**Problem requirements**
Which lines in the listing below contain "CrawlReport"? Copy each of them.

**Available data**
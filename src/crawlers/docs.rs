use crate::ScrapeError;
use crate::browser::Browser;
use crate::config::ScrapeConfig;
use crate::extract;
use crate::filter::LinkFilter;
use crate::results::{CrawlReport, Link, LinkOutcome};
use crate::storage;
use crate::utils::FilenameRegistry;
use std::future::Future;

/// Crawls the documentation site described by `config`.
///
/// Prepares the output directory, obtains a browser from `launch`, loads the
/// seed page and lists its menu links, then visits each link once, in order,
/// pausing `rate_limit_ms` after every visit. A link that fails is logged and
/// recorded in the report; the crawl carries on with the next one.
///
/// Errors before the first link is visited (directory, launch, seed page,
/// link discovery) abort the crawl.
pub async fn crawl<B, F, Fut>(config: &ScrapeConfig, launch: F) -> Result<CrawlReport, ScrapeError>
where
    B: Browser,
    F: FnOnce() -> Fut,
    Fut: Future<Output = Result<B, ScrapeError>>,
{
    storage::ensure_dir(&config.out_dir).await?;
    let filter = config.link_filter()?;

    let mut browser = launch().await?;

    let links = match discover_links(&mut browser, config, &filter).await {
        Ok(links) => links,
        Err(e) => {
            shutdown(browser).await;
            return Err(e);
        }
    };

    let total = links.len();
    let mut report = CrawlReport::default();
    let mut filenames = FilenameRegistry::new();

    for (index, link) in links.into_iter().enumerate() {
        ::log::info!("Scraping {}/{}: {}", index + 1, total, link.text);

        let outcome = match visit(&mut browser, config, &link, &mut filenames).await {
            Ok(outcome) => outcome,
            Err(e) => {
                ::log::error!("Error scraping {}: {}", link.url, e);
                LinkOutcome::Failed {
                    reason: e.to_string(),
                    link,
                }
            }
        };
        report.outcomes.push(outcome);

        tokio::time::sleep(config.rate_limit()).await;
    }

    shutdown(browser).await;

    ::log::info!(
        "Scraping completed! {} saved, {} without article, {} failed",
        report.saved(),
        report.without_article(),
        report.failed()
    );
    Ok(report)
}

/// Loads the seed page and returns the menu links worth visiting
async fn discover_links<B: Browser>(
    browser: &mut B,
    config: &ScrapeConfig,
    filter: &LinkFilter,
) -> Result<Vec<Link>, ScrapeError> {
    browser.goto(&config.start_url).await?;
    ::log::info!("Started scraping from: {}", config.start_url);

    let links = filter.apply(extract::enumerate_links(browser, &config.selectors).await?);
    ::log::info!("Found {} documentation pages", links.len());
    Ok(links)
}

/// Navigate, extract and persist a single link
async fn visit<B: Browser>(
    browser: &mut B,
    config: &ScrapeConfig,
    link: &Link,
    filenames: &mut FilenameRegistry,
) -> Result<LinkOutcome, ScrapeError> {
    browser.goto(&link.url).await?;

    let Some(record) = extract::extract_page(browser, &config.selectors).await? else {
        ::log::warn!("No article found at {}, nothing written", link.url);
        return Ok(LinkOutcome::NoArticle { link: link.clone() });
    };

    let filename = filenames.filename_for(link);
    let path = storage::write_record(&config.out_dir, &filename, &record).await?;
    filenames.claim(&filename, link);
    ::log::info!("Saved \"{}\" to {}", record.metadata.title, path.display());

    Ok(LinkOutcome::Saved {
        link: link.clone(),
        path,
        title: record.metadata.title,
    })
}

async fn shutdown<B: Browser>(browser: B) {
    if let Err(e) = browser.close().await {
        ::log::warn!("Failed to close browser: {}", e);
    }
}
//! Process logging: progress on stdout, warnings and errors on stderr.
//!
//! Both streams are `env_logger` loggers sharing one filter, so `RUST_LOG`
//! behaves as usual.

use env_logger::{Builder, Env, Logger, Target};
use log::{Level, Log, Metadata, Record, SetLoggerError};

/// Stream a record of the given level is written to
#[derive(Debug, Clone, Copy, PartialEq, Eq)]
pub enum Stream {
    Stdout,
    Stderr,
}

pub fn stream_for(level: Level) -> Stream {
    match level {
        Level::Error | Level::Warn => Stream::Stderr,
        Level::Info | Level::Debug | Level::Trace => Stream::Stdout,
    }
}

/// Routes each record to the stdout or stderr logger by level
pub struct SplitLogger {
    stdout: Logger,
    stderr: Logger,
}

impl SplitLogger {
    /// Builds both loggers from `RUST_LOG`, falling back to `default_filter`
    pub fn from_env(default_filter: &str) -> Self {
        let build = |target: Target| {
            Builder::from_env(Env::default().default_filter_or(default_filter))
                .target(target)
                .build()
        };

        Self {
            stdout: build(Target::Stdout),
            stderr: build(Target::Stderr),
        }
    }

    fn logger_for(&self, level: Level) -> &Logger {
        match stream_for(level) {
            Stream::Stdout => &self.stdout,
            Stream::Stderr => &self.stderr,
        }
    }
}

impl Log for SplitLogger {
    fn enabled(&self, metadata: &Metadata<'_>) -> bool {
        self.logger_for(metadata.level()).enabled(metadata)
    }

    fn log(&self, record: &Record<'_>) {
        self.logger_for(record.level()).log(record);
    }

    fn flush(&self) {
        self.stdout.flush();
        self.stderr.flush();
    }
}

/// Installs a [`SplitLogger`] as the global logger
pub fn init(default_filter: &str) -> Result<(), SetLoggerError> {
    let logger = SplitLogger::from_env(default_filter);
    log::set_max_level(logger.stdout.filter());
    log::set_boxed_logger(Box::new(logger))
}

#[cfg(test)]
mod tests {
    use super::*;

    #[test]
    fn test_progress_goes_to_stdout() {
        assert_eq!(stream_for(Level::Info), Stream::Stdout);
        assert_eq!(stream_for(Level::Debug), Stream::Stdout);
        assert_eq!(stream_for(Level::Trace), Stream::Stdout);
    }

    #[test]
    fn test_failures_go_to_stderr() {
        assert_eq!(stream_for(Level::Error), Stream::Stderr);
        assert_eq!(stream_for(Level::Warn), Stream::Stderr);
    }

    #[test]
    fn test_split_logger_uses_default_filter() {
        let logger = SplitLogger::from_env("warn");
        let info = Metadata::builder().level(Level::Info).target("docs_scraper").build();
        let error = Metadata::builder().level(Level::Error).target("docs_scraper").build();

        // RUST_LOG may be set in the environment running the tests
        if std::env::var_os("RUST_LOG").is_none() {
            assert!(!logger.enabled(&info));
            assert!(logger.enabled(&error));
        }
        assert!(std::ptr::eq(logger.logger_for(Level::Error), &logger.stderr));
        assert!(std::ptr::eq(logger.logger_for(Level::Info), &logger.stdout));
    }
}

**Exercise response**
use crate::results::{CrawlReport, Link, LinkOutcome};
pub async fn crawl<B, F, Fut>(config: &ScrapeConfig, launch: F) -> Result<CrawlReport, ScrapeError>
    let mut report = CrawlReport::default();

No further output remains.